Retrouver son estime après une rupture

Par Franck Fournier & Cécile Fournier · psychopraticiens certifiés · mis à jour le 29 juin 2026

En bref

Après une rupture, beaucoup de femmes ne pleurent pas seulement une relation : elles doutent d’elles-mêmes. « C’est ma faute », « je ne vaux rien », « personne ne voudra plus de moi ». Cet effondrement de l’estime est une conséquence reconnue du deuil amoureux. Cette perte d’estime de soi après une rupture n’a rien d’une faiblesse de caractère. Et il ne se répare pas en comprenant pourquoi vous doutez, mais en re-posant, un par un, des gestes concrets qui vous redonnent votre place. Voici comment ce chemin se parcourt.

Retrouver son estime de soi après une rupture : atelier de peinture rouvert au matin, chevalet et toile à peine commencée — reprendre une place à soi après une rupture.
  • Comprenez pourquoi une rupture peut faire vaciller à ce point l’image que vous avez de vous.
  • Reconnaissez la voix de la blessure qui vous répète que vous ne valez rien, et cessez de la croire sur parole.
  • Reposez, geste après geste, ce qui vous redonne votre place et reconstruit l’estime.

23 heures, le téléphone encore à la main

Il est 23 heures. Vous faites défiler son profil pour la dixième fois, à la recherche d’un indice : était-ce vous, le problème ? Vous reposez le téléphone, et la phrase tombe, toujours la même : « De toute façon, je n’étais pas assez. »

Le matin, vous souriez au travail, vous répondez « ça va », et personne ne devine qu’à l’intérieur, une voix passe la journée à vous rappeler tout ce qui, selon elle, ne va pas chez vous.

Cette voix n’est pas la vérité sur vous. C’est le bruit d’une blessure, et une blessure, ça peut s’apaiser.

Une blessure souvent plus ancienne que cette rupture

Quand une rupture fait vaciller l’estime à ce point, c’est rarement « seulement » à cause de cette histoire-là.
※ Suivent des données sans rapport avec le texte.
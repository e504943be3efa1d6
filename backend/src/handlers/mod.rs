//! HTTP request handlers

pub mod allocation;
pub mod events;
pub mod fulfillment;
pub mod health;
pub mod transfer;

pub use allocation::{preview_allocation, run_allocation};
pub use events::stream_events;
pub use fulfillment::{
    add_item, cancel, confirm_item, confirm_receipt, finish_picking, scan_code, ship,
    start_picking,
};
pub use health::health_check;
pub use transfer::{get_pick_list, get_transfer, list_transfers};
La séparation appuie sur un endroit déjà sensible, parfois très ancien.

Selon la théorie de l’attachement (John Bowlby), nos toutes premières expériences de lien écrivent une attente : suis-je quelqu’un qu’on garde, ou quelqu’un qu’on finit par laisser ? Quand un départ survient à l’âge adulte, il peut réveiller cette question d’enfance, et parfois une peur de l’abandon réveillée qui décuple la douleur du présent.
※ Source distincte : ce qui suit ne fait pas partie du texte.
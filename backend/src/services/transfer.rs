//! Transfer document queries and pick-list export

use chrono::{DateTime, Utc};
use serde::{Deserialize, Serialize};
use sqlx::{FromRow, PgConnection, PgPool};
use uuid::Uuid;

use shared::transfer::PickList;
use shared::{
    PaginatedResponse, Pagination, PaginationMeta, StoreCode, TransferDocument, TransferLineItem,
    TransferState,
};

use crate::error::{AppError, AppResult};

/// Transfer document service
#[derive(Clone)]
pub struct TransferService {
    db: PgPool,
}

/// Listing filter
#[derive(Debug, Default, Deserialize)]
pub struct TransferFilter {
    pub state: Option<TransferState>,
    pub store: Option<String>,
}

/// One row of the document listing
#[derive(Debug, Clone, Serialize, FromRow)]
pub struct TransferSummary {
    pub id: Uuid,
    pub document_number: String,
    pub destination_store: String,
    pub state: String,
    pub assignee: Uuid,
    pub created_at: DateTime<Utc>,
    pub item_count: i64,
    pub confirmed_count: i64,
    pub total_requested: i64,
}

macro_rules! document_select {
    () => {
        "SELECT id, document_number, source_warehouse, destination_store, state, \
         assignee, created_by, task_id, note, created_at, started_at, \
         completed_at, shipped_at, received_at, cancelled_at \
         FROM transfer_documents"
    };
}

#[derive(Debug, FromRow)]
struct DocumentRow {
    id: Uuid,
    document_number: String,
    source_warehouse: String,
    destination_store: String,
    state: String,
    assignee: Uuid,
    created_by: Uuid,
    task_id: Option<Uuid>,
    note: Option<String>,
    created_at: DateTime<Utc>,
    started_at: Option<DateTime<Utc>>,
    completed_at: Option<DateTime<Utc>>,
    shipped_at: Option<DateTime<Utc>>,
    received_at: Option<DateTime<Utc>>,
    cancelled_at: Option<DateTime<Utc>>,
}

#[derive(Debug, FromRow)]
struct LineItemRow {
    id: Uuid,
    document_id: Uuid,
    product_code: String,
    product_name: String,
    position: Option<String>,
    requested_quantity: i32,
    actual_quantity: Option<i32>,
    confirmed: bool,
    confirmed_at: Option<DateTime<Utc>>,
    sequence_index: i32,
    ad_hoc: bool,
}

impl From<LineItemRow> for TransferLineItem {
    fn from(row: LineItemRow) -> Self {
        TransferLineItem {
            id: row.id,
            document_id: row.document_id,
            product_code: row.product_code,
            product_name: row.product_name,
            position: row.position,
            requested_quantity: row.requested_quantity,
            actual_quantity: row.actual_quantity,
            confirmed: row.confirmed,
            confirmed_at: row.confirmed_at,
            sequence_index: row.sequence_index,
            ad_hoc: row.ad_hoc,
        }
    }
}

impl DocumentRow {
    fn into_document(self, items: Vec<TransferLineItem>) -> AppResult<TransferDocument> {
        let state = TransferState::from_str(&self.state).ok_or_else(|| {
            AppError::Internal(format!(
                "Transfer document {} has unknown state {}",
                self.document_number, self.state
            ))
        })?;

        Ok(TransferDocument {
            id: self.id,
            document_number: self.document_number,
            source_warehouse: self.source_warehouse,
            destination_store: StoreCode::from(self.destination_store),
            state,
            assignee: self.assignee,
            created_by: self.created_by,
            task_id: self.task_id,
            note: self.note,
            created_at: self.created_at,
            started_at: self.started_at,
            completed_at: self.completed_at,
            shipped_at: self.shipped_at,
            received_at: self.received_at,
            cancelled_at: self.cancelled_at,
            items,
        })
    }
}

/// Whether the document row is locked for the rest of the transaction
#[derive(Debug, Clone, Copy, PartialEq, Eq)]
pub enum RowLock {
    None,
    ForUpdate,
}

/// Load a document and its items on one connection. With
/// [`RowLock::ForUpdate`] the items are read after the lock is granted.
pub async fn load_document(
    conn: &mut PgConnection,
    document_id: Uuid,
    lock: RowLock,
) -> AppResult<TransferDocument> {
    let sql = match lock {
        RowLock::None => concat!(document_select!(), " WHERE id = $1"),
        RowLock::ForUpdate => concat!(document_select!(), " WHERE id = $1 FOR UPDATE"),
    };
    let row = sqlx::query_as::<_, DocumentRow>(sql)
        .bind(document_id)
        .fetch_optional(&mut *conn)
        .await?
        .ok_or_else(|| AppError::NotFound("Transfer document".to_string()))?;

    let items = sqlx::query_as::<_, LineItemRow>(
        r#"
        SELECT id, document_id, product_code, product_name, position,
               requested_quantity, actual_quantity, confirmed, confirmed_at,
               sequence_index, ad_hoc
        FROM transfer_line_items
        WHERE document_id = $1
        ORDER BY sequence_index
        "#,
    )
    .bind(document_id)
    .fetch_all(&mut *conn)
    .await?;

    row.into_document(items.into_iter().map(TransferLineItem::from).collect())
}

impl TransferService {
    pub fn new(db: PgPool) -> Self {
        Self { db }
    }

    /// Get a document with its line items in presentation order
    pub async fn get(&self, document_id: Uuid) -> AppResult<TransferDocument> {
        let mut conn = self.db.acquire().await?;
        load_document(&mut conn, document_id, RowLock::None).await
    }

    /// List documents, newest first
    pub async fn list(
        &self,
        filter: &TransferFilter,
        pagination: &Pagination,
    ) -> AppResult<PaginatedResponse<TransferSummary>> {
        let state = filter.state.map(|s| s.as_str());
        let store = filter.store.as_deref();

        let total = sqlx::query_scalar::<_, i64>(
            r#"
            SELECT COUNT(*)
            FROM transfer_documents
            WHERE ($1::text IS NULL OR state = $1)
              AND ($2::text IS NULL OR destination_store = $2)
            "#,
        )
        .bind(state)
        .bind(store)
        .fetch_one(&self.db)
        .await?;

        let data = sqlx::query_as::<_, TransferSummary>(
            r#"
            SELECT d.id, d.document_number, d.destination_store, d.state, d.assignee,
                   d.created_at,
                   COUNT(li.id) AS item_count,
                   COUNT(li.id) FILTER (WHERE li.confirmed) AS confirmed_count,
                   COALESCE(SUM(li.requested_quantity), 0)::BIGINT AS total_requested
            FROM transfer_documents d
            LEFT JOIN transfer_line_items li ON li.document_id = d.id
            WHERE ($1::text IS NULL OR d.state = $1)
              AND ($2::text IS NULL OR d.destination_store = $2)
            GROUP BY d.id
            ORDER BY d.created_at DESC, d.document_number DESC
            LIMIT $3 OFFSET $4
            "#,
        )
        .bind(state)
        .bind(store)
        .bind(i64::from(pagination.limit()))
        .bind(pagination.offset())
        .fetch_all(&self.db)
        .await?;

        Ok(PaginatedResponse {
            data,
            pagination: PaginationMeta::new(pagination, total.max(0) as u64),
        })
    }

    /// Export a pick list as CSV
    pub fn export_pick_list_csv(pick_list: &PickList) -> AppResult<String> {
        let mut wtr = csv::Writer::from_writer(vec![]);
        for row in &pick_list.rows {
            wtr.serialize(row)
                .map_err(|e| AppError::Internal(format!("CSV serialization error: {}", e)))?;
        }
        let csv_data = String::from_utf8(
            wtr.into_inner()
                .map_err(|e| AppError::Internal(format!("CSV writer error: {}", e)))?,
        )
        .map_err(|e| AppError::Internal(format!("UTF-8 conversion error: {}", e)))?;
        Ok(csv_data)
    }
}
La thérapie des schémas (Jeffrey Young) décrit comment certaines convictions sur soi, « je ne suis pas assez », « on finit toujours par me préférer quelqu’un d’autre », se sont installées bien avant, et n’attendaient qu’une occasion pour reprendre la parole. La rupture est cette occasion.

Cela ne veut pas dire que votre douleur est « exagérée ». Cela veut dire qu’elle a des racines, et que travailler là, à la racine, apaise bien plus durablement que se répéter qu’il faudrait « passer à autre chose ».

La voix de la blessureCe qu’elle ne voit pas
« C’est ma faute si c’est fini. »Une relation se construit et se défait à deux ; porter seule toute la responsabilité, c’est déjà la blessure qui parle.
« Je ne suis pas assez, pas assez belle, drôle, intéressante. »Une rupture mesure la compatibilité de deux personnes à un moment, jamais votre valeur.
« Personne ne voudra plus de moi. »La peur projette une fin sans appel là où il n’y a, en réalité, qu’un présent douloureux.
« J’aurais dû tout accepter pour qu’il reste. »Vous effacer n’a jamais fait grandir l’amour ; cela a surtout fait taire vos besoins.
« Je dois aller mieux vite, sinon c’est que je suis faible. »Le deuil amoureux a son rythme ; le presser, c’est ajouter de la culpabilité à la peine.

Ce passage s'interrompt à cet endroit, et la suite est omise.